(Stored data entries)
--------------------------------------------------
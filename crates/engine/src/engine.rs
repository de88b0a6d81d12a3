use std::sync::Arc;

use orglens_core::{CrossReference, PersonRecord};
use parking_lot::RwLock;

use crate::config::EngineConfig;
use crate::cycle::{run_cycle, CycleBudget, CycleOutcome, SnapshotBatch};
use crate::error::EngineError;
use crate::index::{Index, IndexStore};
use crate::query::{self, QueryFilter};
use crate::report::CycleSummary;
use crate::view::{self, View, ViewName};

/// The engine facade: owns the published index and the resolution computed
/// from it, and serves all read operations.
///
/// Reads never block ingestion and never block each other — each call grabs
/// an `Arc` snapshot of whichever index was current when it began. A failed
/// or cancelled cycle publishes nothing; callers keep getting the best
/// available index, and cycle failures surface only through the out-of-band
/// diagnostics, never as an error on an unrelated query.
pub struct Engine {
    config: EngineConfig,
    store: IndexStore,
    last_outcome: RwLock<Option<CycleOutcome>>,
}

impl Engine {
    pub fn new(config: EngineConfig) -> Result<Self, EngineError> {
        config.validate()?;
        Ok(Self {
            config,
            store: IndexStore::new(),
            last_outcome: RwLock::new(None),
        })
    }

    pub fn config(&self) -> &EngineConfig {
        &self.config
    }

    /// Run one discrete ingestion + resolution cycle and publish its index
    /// atomically. On any error the previously published index remains
    /// authoritative and partial work is discarded.
    pub fn ingest_cycle(
        &self,
        batches: &[SnapshotBatch],
        budget: &CycleBudget,
    ) -> Result<CycleSummary, EngineError> {
        let (index, outcome) = run_cycle(&self.config, batches, budget)?;
        let summary = outcome.summary.clone();
        self.store.publish(index);
        *self.last_outcome.write() = Some(outcome);
        Ok(summary)
    }

    /// Predicate-filtered read against the current index snapshot.
    pub fn query(&self, filter: &QueryFilter) -> Vec<PersonRecord> {
        query::run(&self.store.snapshot(), filter)
    }

    /// Materialize a named projection from the current index snapshot.
    pub fn materialize_view(&self, name: &ViewName) -> View {
        view::materialize(&self.store.snapshot(), name)
    }

    /// Cross-references from the last completed cycle, optionally filtered
    /// by a confidence floor.
    pub fn cross_references(&self, min_confidence: Option<f64>) -> Vec<CrossReference> {
        let floor = min_confidence.unwrap_or(0.0);
        self.last_outcome
            .read()
            .as_ref()
            .map(|outcome| {
                outcome
                    .cross_references
                    .iter()
                    .filter(|x| x.confidence >= floor)
                    .cloned()
                    .collect()
            })
            .unwrap_or_default()
    }

    /// Out-of-band diagnostics channel: the full outcome of the last
    /// completed cycle, if any.
    pub fn diagnostics(&self) -> Option<CycleOutcome> {
        self.last_outcome.read().clone()
    }

    /// The current index snapshot. Immutable; safe to hold across cycles.
    pub fn index(&self) -> Arc<Index> {
        self.store.snapshot()
    }
}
--------------------------------------------------
Exercise requirements: Would you restate every record word for word?

Exercise answer:
filename crates/engine/src/engine.rs
repository de88b0a6d81d12a3
use std::sync::Arc;

use orglens_core::{CrossReference, PersonRecord};
use parking_lot::RwLock;

use crate::config::EngineConfig;
use crate::cycle::{run_cycle, CycleBudget, CycleOutcome, SnapshotBatch};
use crate::error::EngineError;
use crate::index::{Index, IndexStore};
use crate::query::{self, QueryFilter};
use crate::report::CycleSummary;
use crate::view::{self, View, ViewName};

/// The engine facade: owns the published index and the resolution computed
/// from it, and serves all read operations.
///
/// Reads never block ingestion and never block each other — each call grabs
/// an `Arc` snapshot of whichever index was current when it began. A failed
/// or cancelled cycle publishes nothing; callers keep getting the best
/// available index, and cycle failures surface only through the out-of-band
/// diagnostics, never as an error on an unrelated query.
pub struct Engine {
    config: EngineConfig,
    store: IndexStore,
    last_outcome: RwLock<Option<CycleOutcome>>,
}

impl Engine {
    pub fn new(config: EngineConfig) -> Result<Self, EngineError> {
        config.validate()?;
        Ok(Self {
            config,
            store: IndexStore::new(),
            last_outcome: RwLock::new(None),
        })
    }

    pub fn config(&self) -> &EngineConfig {
        &self.config
    }

    /// Run one discrete ingestion + resolution cycle and publish its index
    /// atomically. On any error the previously published index remains
    /// authoritative and partial work is discarded.
    pub fn ingest_cycle(
        &self,
        batches: &[SnapshotBatch],
        budget: &CycleBudget,
    ) -> Result<CycleSummary, EngineError> {
        let (index, outcome) = run_cycle(&self.config, batches, budget)?;
        let summary = outcome.summary.clone();
        self.store.publish(index);
        *self.last_outcome.write() = Some(outcome);
        Ok(summary)
    }

    /// Predicate-filtered read against the current index snapshot.
    pub fn query(&self, filter: &QueryFilter) -> Vec<PersonRecord> {
        query::run(&self.store.snapshot(), filter)
    }

    /// Materialize a named projection from the current index snapshot.
    pub fn materialize_view(&self, name: &ViewName) -> View {
        view::materialize(&self.store.snapshot(), name)
    }

    /// Cross-references from the last completed cycle, optionally filtered
    /// by a confidence floor.
    pub fn cross_references(&self, min_confidence: Option<f64>) -> Vec<CrossReference> {
        let floor = min_confidence.unwrap_or(0.0);
        self.last_outcome
            .read()
            .as_ref()
            .map(|outcome| {
                outcome
                    .cross_references
                    .iter()
                    .filter(|x| x.confidence >= floor)
                    .cloned()
                    .collect()
            })
            .unwrap_or_default()
    }

    /// Out-of-band diagnostics channel: the full outcome of the last
    /// completed cycle, if any.
    pub fn diagnostics(&self) -> Option<CycleOutcome> {
        self.last_outcome.read().clone()
    }

    /// The current index snapshot. Immutable; safe to hold across cycles.
    pub fn index(&self) -> Arc<Index> {
        self.store.snapshot()
    }
}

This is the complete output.